Он рассеянным взглядом обвёл светёлку. У него было озабоченное лицо. Выходя в дверь, он споткнулся о порог и разбудил Гашу. Она испуганно вскочила с постели и схватилась руками за щёки, будто стыдясь своего румянца.
– Ты пошто здесь? – раздался за дверьми изумлённый возглас Прокопия. И сразу же вслед другое, его же, сокрушённое восклицание: – Охти-мнешеньки! Так и есть! Главное запамятовал! Идём скорей назад...
С этими словами он опять появился на пороге. За ним показалось длинное безжизненное лицо рыжебородого меньшака.
Увидав проснувшуюся Гашу, которая стыдливо упрятывала растрепавшиеся тёмно-русые волосы под красный тафтяной повойник, Прокопий несколько смешался и затеребил бородку. Потом улыбнулся своей детской улыбкой и сказал Гаше:
– Касатушка, выдь на время в сад!
Гаша накинула на голову белый убрусец [34]34
Платок.
[Закрыть] и бесшумно выскользнула в дверь.
Проводив её своим всегдашним, внимательным взглядом, Прокопий обернулся к Кучковне и, показывая на тощие ноги меньшака, сказал:
– Дозволь ему, боярыня, сесть: не держат его лутошки... Садись, кузнец, садись! Вот тут на столе и раскладывай. Разложишь – уйдёшь, ляжешь в телегу и отдышишься. Ох, не помял ли?
Меньшак поставил на стол плоский, обтянутый телячьей кожей баульчик с двумя медными застёжками, какие бывают на толстых церковных книгах.
Бескровные веснушчатые пальцы от слабости заметно тряслись, но работали тем не менее необычайно проворно и дружно. Отомкнув застёжки, они подняли крышку, обитую сысподу белым заячьим мехом.
Всё нутро баула заполняла примятая крышкой ярко-вишнёвая атласная подушка.
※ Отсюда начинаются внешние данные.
//! Terminal error carried by event streams.

use std::error::Error;
use std::sync::Arc;

use thiserror::Error;

/// Error delivered as the terminal `Event::Error` of a stream.
///
/// Cheap to clone so a subject can hand the same failure to every
/// subscriber.
#[derive(Debug, Clone, Error)]
pub enum StreamError {
    /// Free-form failure description.
    #[error("{0}")]
    Message(String),

    /// Failure produced by an underlying collaborator (network, use-case).
    #[error("{0}")]
    Source(Arc<dyn Error + Send + Sync>),

    /// A time-based or async operator was subscribed outside a tokio runtime.
    #[error("no tokio runtime available to drive '{operator}'")]
    NoRuntime { operator: &'static str },
}

impl StreamError {
    pub fn msg(message: impl Into<String>) -> Self {
        StreamError::Message(message.into())
    }

    pub fn from_error<E>(err: E) -> Self
    where
        E: Error + Send + Sync + 'static,
    {
        StreamError::Source(Arc::new(err))
    }
}

#[cfg(test)]
mod tests {
    use super::*;

    #[test]
    fn message_displays_verbatim() {
        assert_eq!(StreamError::msg("boom").to_string(), "boom");
    }

    #[test]
    fn source_displays_inner_error() {
        let io = std::io::Error::new(std::io::ErrorKind::TimedOut, "request timed out");
        let err = StreamError::from_error(io);
        assert_eq!(err.to_string(), "request timed out");
    }

    #[test]
    fn no_runtime_names_operator() {
        let err = StreamError::NoRuntime { operator: "debounce" };
        assert!(err.to_string().contains("debounce"));
    }
}
use thiserror::Error;

/// Misuse of a container, reported to the caller instead of being ignored.
#[derive(Debug, Clone, PartialEq, Eq, Error)]
pub enum ReactorError {
    /// The owning screen tore the container down.
    #[error("container for '{reactor}' has been destroyed")]
    Destroyed { reactor: &'static str },

    /// The merged mutation stream ended; no state will follow.
    #[error("state stream of '{reactor}' has terminated: {reason}")]
    Terminated { reactor: &'static str, reason: String },
}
Тонкие, длинные пальцы, подобравшись под неё с двух краёв, осторожно выпростали её из баула и положили на стол, отряхнув приставшие к атласу белые волоски. Это оказалась не подушка, а мелко простёганный пуховичок, которым был закатан в три слоя какой-то голубой шёлковый свёрток.
Бледные руки с ещё большим береженьем вынули голубой свёрток из пуховичка и, размотав тонкий шёлковый плат, отогнули угол чёрной бархатной пелены, богато расшитой серебром и отороченной серебряным же подзором.
Когда все четыре угла бархатной пелены раскинулись на столе, дружные пальцы, продолжая немного трястись, пришли в такое быстрое движение, что нельзя было и разобрать, над чем порхают и чего хотят. Это было похоже на колдовство. Видно было только, как под почти бесплотными руками полумёртвого волхва жидким, вкрадчивым, чародейным, будто закатным светом сияет лощёное золото.
Движение рук замедлилось. Поддев золото, они – всё так же дружно – поднялись и, расступясь узкими ладонями, сомкнулись только концами дрожащих тонких пальцев, словно охватывая чью-то невидимую голову.
На них покоился золотой венец.
Витой из тонкого, как осенняя паутина, волочёного золота – из знаменитой боголюбовской скани, – усыпанный мельчайшей золотой зернью, он был весь прозрачный. Это были два лёгких золотых обруча. Их скреплял между собой целый пояс ещё более лёгких золотых гнёзд. В гнёздах мерцали молочным блеском круглые зерна белого жемчуга. Таким же молочным жемчугом были усажены городки, которые выдавались зубцами над верхним обручем, и решетчатые подвески, что спускались на золотых цепочках с висков к плечам. А впереди, над челом венца, на коротком золотом стебле подрагивала в сквозной золотой чашечке одна огромнейшая рогатая жемчужина с голубым, лунным отливом.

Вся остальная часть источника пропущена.